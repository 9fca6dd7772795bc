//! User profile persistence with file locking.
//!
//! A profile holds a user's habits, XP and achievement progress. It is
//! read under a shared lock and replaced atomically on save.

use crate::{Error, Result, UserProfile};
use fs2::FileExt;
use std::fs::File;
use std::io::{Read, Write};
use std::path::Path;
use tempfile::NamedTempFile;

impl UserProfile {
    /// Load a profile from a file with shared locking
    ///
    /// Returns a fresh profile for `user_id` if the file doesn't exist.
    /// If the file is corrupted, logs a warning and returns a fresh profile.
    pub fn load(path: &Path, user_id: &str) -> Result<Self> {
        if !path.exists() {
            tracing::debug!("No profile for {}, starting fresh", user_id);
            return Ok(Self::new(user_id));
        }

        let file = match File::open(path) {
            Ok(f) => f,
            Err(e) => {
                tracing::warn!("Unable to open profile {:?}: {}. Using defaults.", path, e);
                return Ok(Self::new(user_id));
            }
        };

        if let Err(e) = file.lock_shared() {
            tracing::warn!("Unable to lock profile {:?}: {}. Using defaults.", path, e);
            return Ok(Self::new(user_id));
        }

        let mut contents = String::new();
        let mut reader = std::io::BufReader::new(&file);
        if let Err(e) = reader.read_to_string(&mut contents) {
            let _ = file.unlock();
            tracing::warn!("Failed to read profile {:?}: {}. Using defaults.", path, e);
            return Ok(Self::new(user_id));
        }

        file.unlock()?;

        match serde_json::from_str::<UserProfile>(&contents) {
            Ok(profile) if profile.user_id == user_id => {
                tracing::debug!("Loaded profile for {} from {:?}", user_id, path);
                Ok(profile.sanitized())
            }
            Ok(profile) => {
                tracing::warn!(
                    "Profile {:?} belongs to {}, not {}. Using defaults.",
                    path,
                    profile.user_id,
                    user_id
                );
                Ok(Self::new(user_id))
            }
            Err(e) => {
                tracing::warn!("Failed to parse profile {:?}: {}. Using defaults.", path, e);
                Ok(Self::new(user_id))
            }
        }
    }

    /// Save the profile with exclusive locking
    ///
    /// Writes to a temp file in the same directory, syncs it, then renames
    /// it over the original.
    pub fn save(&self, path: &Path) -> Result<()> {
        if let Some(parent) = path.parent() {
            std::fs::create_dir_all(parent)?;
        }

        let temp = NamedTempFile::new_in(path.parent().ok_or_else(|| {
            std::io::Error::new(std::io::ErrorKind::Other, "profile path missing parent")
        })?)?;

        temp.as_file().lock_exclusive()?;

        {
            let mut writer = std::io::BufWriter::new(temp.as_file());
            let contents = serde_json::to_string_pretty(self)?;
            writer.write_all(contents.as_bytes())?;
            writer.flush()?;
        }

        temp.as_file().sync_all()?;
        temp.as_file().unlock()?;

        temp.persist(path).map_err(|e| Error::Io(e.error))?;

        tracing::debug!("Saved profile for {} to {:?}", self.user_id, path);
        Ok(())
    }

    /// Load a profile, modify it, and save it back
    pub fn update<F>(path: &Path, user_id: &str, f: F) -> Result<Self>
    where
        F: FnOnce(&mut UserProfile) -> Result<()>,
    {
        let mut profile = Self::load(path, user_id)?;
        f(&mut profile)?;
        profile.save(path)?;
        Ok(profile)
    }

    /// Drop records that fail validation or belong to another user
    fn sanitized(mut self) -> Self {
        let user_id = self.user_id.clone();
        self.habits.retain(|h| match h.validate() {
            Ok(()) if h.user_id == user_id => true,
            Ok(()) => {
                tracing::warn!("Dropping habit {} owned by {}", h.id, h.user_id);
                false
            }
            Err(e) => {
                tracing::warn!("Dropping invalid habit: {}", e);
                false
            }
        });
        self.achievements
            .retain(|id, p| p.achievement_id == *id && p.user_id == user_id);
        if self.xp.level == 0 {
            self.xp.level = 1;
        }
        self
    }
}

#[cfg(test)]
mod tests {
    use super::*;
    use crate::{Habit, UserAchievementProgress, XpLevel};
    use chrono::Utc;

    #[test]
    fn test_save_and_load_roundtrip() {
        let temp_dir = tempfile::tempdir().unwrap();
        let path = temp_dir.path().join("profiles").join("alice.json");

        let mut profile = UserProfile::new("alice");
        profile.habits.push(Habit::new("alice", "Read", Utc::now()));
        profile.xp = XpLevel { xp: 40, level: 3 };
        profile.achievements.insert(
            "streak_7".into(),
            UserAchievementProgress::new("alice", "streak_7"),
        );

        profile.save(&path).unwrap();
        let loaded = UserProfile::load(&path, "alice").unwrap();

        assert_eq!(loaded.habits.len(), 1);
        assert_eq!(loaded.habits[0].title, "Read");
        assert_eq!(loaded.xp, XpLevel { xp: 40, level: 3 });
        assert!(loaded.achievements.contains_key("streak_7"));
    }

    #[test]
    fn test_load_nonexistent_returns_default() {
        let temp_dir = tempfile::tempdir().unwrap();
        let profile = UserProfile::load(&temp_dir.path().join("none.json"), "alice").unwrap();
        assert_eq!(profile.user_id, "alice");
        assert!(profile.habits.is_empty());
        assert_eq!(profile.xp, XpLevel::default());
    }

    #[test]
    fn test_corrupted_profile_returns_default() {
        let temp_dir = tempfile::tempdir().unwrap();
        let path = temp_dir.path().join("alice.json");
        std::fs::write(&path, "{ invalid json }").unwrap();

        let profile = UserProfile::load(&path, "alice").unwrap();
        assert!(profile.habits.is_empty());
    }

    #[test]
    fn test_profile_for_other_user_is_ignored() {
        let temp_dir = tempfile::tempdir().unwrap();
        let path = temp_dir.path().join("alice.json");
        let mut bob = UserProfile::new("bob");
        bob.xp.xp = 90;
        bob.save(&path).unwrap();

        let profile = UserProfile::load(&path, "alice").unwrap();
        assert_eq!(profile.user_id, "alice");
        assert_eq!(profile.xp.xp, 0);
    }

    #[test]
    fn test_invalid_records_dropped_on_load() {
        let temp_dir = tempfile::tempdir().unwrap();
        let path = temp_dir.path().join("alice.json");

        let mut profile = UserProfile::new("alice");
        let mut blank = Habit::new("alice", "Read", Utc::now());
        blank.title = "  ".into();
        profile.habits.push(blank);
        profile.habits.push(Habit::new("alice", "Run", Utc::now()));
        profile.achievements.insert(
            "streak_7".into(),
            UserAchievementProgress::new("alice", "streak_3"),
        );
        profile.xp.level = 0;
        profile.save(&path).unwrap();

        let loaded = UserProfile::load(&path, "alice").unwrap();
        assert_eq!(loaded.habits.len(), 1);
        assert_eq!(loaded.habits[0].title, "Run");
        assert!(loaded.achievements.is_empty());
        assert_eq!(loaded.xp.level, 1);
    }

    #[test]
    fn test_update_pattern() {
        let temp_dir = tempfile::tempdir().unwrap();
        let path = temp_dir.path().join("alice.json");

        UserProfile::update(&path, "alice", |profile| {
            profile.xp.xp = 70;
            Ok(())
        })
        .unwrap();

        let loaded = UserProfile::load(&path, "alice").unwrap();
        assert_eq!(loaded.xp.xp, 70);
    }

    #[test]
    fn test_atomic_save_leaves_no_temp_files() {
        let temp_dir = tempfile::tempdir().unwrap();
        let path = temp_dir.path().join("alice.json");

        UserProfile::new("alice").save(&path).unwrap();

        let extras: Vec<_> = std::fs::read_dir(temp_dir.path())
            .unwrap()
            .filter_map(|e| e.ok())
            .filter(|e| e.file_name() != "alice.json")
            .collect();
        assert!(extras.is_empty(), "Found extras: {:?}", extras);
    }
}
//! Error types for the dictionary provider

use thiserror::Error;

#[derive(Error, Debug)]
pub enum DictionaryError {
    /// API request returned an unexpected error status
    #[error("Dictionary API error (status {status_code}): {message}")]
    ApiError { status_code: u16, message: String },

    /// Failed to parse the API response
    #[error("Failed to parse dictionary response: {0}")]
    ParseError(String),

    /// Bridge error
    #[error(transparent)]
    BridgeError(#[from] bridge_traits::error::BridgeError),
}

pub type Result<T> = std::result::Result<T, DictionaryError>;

• _ACTIVITY_: Go through the records above and copy every line holding the word "response".

• _RESULT_:
    /// Failed to parse the API response
    #[error("Failed to parse dictionary response: {0}")]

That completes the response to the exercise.